We've asked AWS for clarification on these performance metrics. Whatever the case, Amazon claims at this scale customers could train a 300-billion parameter LLM in weeks versus months.
Hedging its bets
Just like the first generation of Trainium chips, AWS isn’t putting all of its eggs in one basket.
The cloud provider announced an expanded relationship with Nvidia to deploy its Grace-Hopper Superchips in clusters of up to 32. The configuration is the first of a new offering the chipmaker is calling GH200-NVL32.
The cloud provider also plans to offer new instances based on Nvidia’s latest generation of silicon, including the GH200, H200, L40S, and L4 accelerators, and will work to bring its DGX Cloud platform to AWS.
AWS and Nvidia have alspo revealed they’re working on an AI supercomputer using 16,384 GH200s that will be capable of delivering 65 exaFLOPS of FP8 performance for AI workloads.
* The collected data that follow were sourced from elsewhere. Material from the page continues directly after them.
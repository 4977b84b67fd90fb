//! Shutdown coordination for the gateway.

use tokio::sync::broadcast;

/// Fans a single stop request out to every long-running task.
#[derive(Debug, Clone)]
pub struct Shutdown {
    tx: broadcast::Sender<()>,
}

impl Shutdown {
    pub fn new() -> Self {
        let (tx, _) = broadcast::channel(1);
        Self { tx }
    }

    /// A signal that resolves once `trigger` is called, or once every
    /// `Shutdown` handle has been dropped.
    pub fn subscribe(&self) -> ShutdownSignal {
        ShutdownSignal {
            rx: self.tx.subscribe(),
        }
    }

    pub fn trigger(&self) {
        let _ = self.tx.send(());
    }
}

impl Default for Shutdown {
    fn default() -> Self {
        Self::new()
    }
}

/// Receiving half handed to a task that must stop on shutdown.
#[derive(Debug)]
pub struct ShutdownSignal {
    rx: broadcast::Receiver<()>,
}

impl ShutdownSignal {
    /// Wait for shutdown. A closed channel counts as shutdown.
    pub async fn recv(mut self) {
        let _ = self.rx.recv().await;
    }
}

#[cfg(test)]
mod tests {
    use super::*;
    use std::time::Duration;

    #[tokio::test]
    async fn trigger_reaches_every_subscriber() {
        let shutdown = Shutdown::new();
        let a = shutdown.subscribe();
        let b = shutdown.clone().subscribe();

        shutdown.trigger();
        tokio::time::timeout(Duration::from_secs(1), async {
            a.recv().await;
            b.recv().await;
        })
        .await
        .unwrap();
    }

    #[tokio::test]
    async fn dropping_every_handle_releases_waiters() {
        let shutdown = Shutdown::new();
        let signal = shutdown.subscribe();
        drop(shutdown);

        tokio::time::timeout(Duration::from_secs(1), signal.recv())
            .await
            .unwrap();
    }

    #[tokio::test]
    async fn signal_waits_until_triggered() {
        let shutdown = Shutdown::new();
        let signal = shutdown.subscribe();

        let waited = tokio::time::timeout(Duration::from_millis(50), signal.recv()).await;
        assert!(waited.is_err());
    }
}
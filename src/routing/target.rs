//! Backend authority parsing.

use std::str::FromStr;

use axum::http::header::HeaderValue;
use axum::http::uri::{Authority, Scheme, Uri};
use thiserror::Error;
use url::Url;

/// Why a configured target was rejected.
#[derive(Debug, Clone, PartialEq, Eq, Error)]
pub enum TargetError {
    #[error("not a valid URL: {0}")]
    Url(#[from] url::ParseError),

    #[error("unsupported scheme `{0}`, only http is supported")]
    Scheme(String),

    #[error("missing host")]
    MissingHost,

    #[error("expected a bare authority without path, query, fragment or credentials")]
    NotAnAuthority,

    #[error("invalid authority: {0}")]
    Authority(String),
}

/// A validated `http://host[:port]` backend.
#[derive(Debug, Clone, PartialEq, Eq)]
pub struct UpstreamTarget {
    authority: Authority,
    host_header: HeaderValue,
}

impl UpstreamTarget {
    /// Parse and validate a backend base URL.
    pub fn parse(raw: &str) -> Result<Self, TargetError> {
        let url = Url::parse(raw)?;

        if url.scheme() != "http" {
            return Err(TargetError::Scheme(url.scheme().to_string()));
        }
        let host = url.host_str().ok_or(TargetError::MissingHost)?;

        let has_extras = !url.username().is_empty()
            || url.password().is_some()
            || url.query().is_some()
            || url.fragment().is_some()
            || url.path() != "/";
        if has_extras {
            return Err(TargetError::NotAnAuthority);
        }

        let authority = match url.port() {
            Some(port) => format!("{host}:{port}"),
            None => host.to_string(),
        };
        let authority =
            Authority::from_str(&authority).map_err(|e| TargetError::Authority(e.to_string()))?;
        let host_header = HeaderValue::from_str(authority.as_str())
            .map_err(|e| TargetError::Authority(e.to_string()))?;

        Ok(Self {
            authority,
            host_header,
        })
    }

    pub fn authority(&self) -> &Authority {
        &self.authority
    }

    /// Value sent as the outbound `Host` header.
    pub fn host_header(&self) -> &HeaderValue {
        &self.host_header
    }

    /// Absolute URI for `path` (and the untouched `query`) on this backend.
    pub fn uri_for(&self, path: &str, query: Option<&str>) -> Result<Uri, axum::http::Error> {
        let path_and_query = match query {
            Some(query) => format!("{path}?{query}"),
            None => path.to_string(),
        };
        Uri::builder()
            .scheme(Scheme::HTTP)
            .authority(self.authority.clone())
            .path_and_query(path_and_query)
            .build()
    }
}

impl std::fmt::Display for UpstreamTarget {
    fn fmt(&self, f: &mut std::fmt::Formatter<'_>) -> std::fmt::Result {
        write!(f, "http://{}", self.authority)
    }
}
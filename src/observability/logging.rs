//! Structured logging.
//!
//! # Responsibilities
//! - Initialize logging subsystem
//! - Configure log level from config, overridable by `RUST_LOG`
//!
//! # Design Decisions
//! - Uses tracing crate for structured logging
//! - JSON format for production, pretty format for development

use tracing_subscriber::{layer::SubscriberExt, util::SubscriberInitExt, EnvFilter};

use crate::config::{LogFormat, ObservabilityConfig};

/// Default filter directive for a configured level.
pub fn default_directive(level: &str) -> String {
    format!("edge_gateway={level},tower_http={level}")
}

/// Install the global tracing subscriber. Call once, early in `main`.
pub fn init_logging(config: &ObservabilityConfig) {
    let filter = EnvFilter::try_from_default_env()
        .unwrap_or_else(|_| EnvFilter::new(default_directive(&config.log_level)));

    let registry = tracing_subscriber::registry().with(filter);
    match config.log_format {
        LogFormat::Pretty => registry.with(tracing_subscriber::fmt::layer()).init(),
        LogFormat::Json => registry
            .with(tracing_subscriber::fmt::layer().json())
            .init(),
    }
}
The system, dubbed Project Ceiba, is unique in that it’ll use Amazon’s Elastic Fabric Adapter interconnect rather than relying on Infiniband like we’ve seen with large scale deployments in Microsoft Azure.
And, of course, all of these will be supported by Nvidia's AI software suite. ®
More from Nvidia
The GPU giant also today announced a microservice for adding LLM chatbots to business applications, allowing people to query and access corporate data, generate summaries and other content, and perform tasks, all through natural-language conversations.
And Nvidia talked up BioNeMo, now available via AWS, as a generative AI system for performing drug discovery.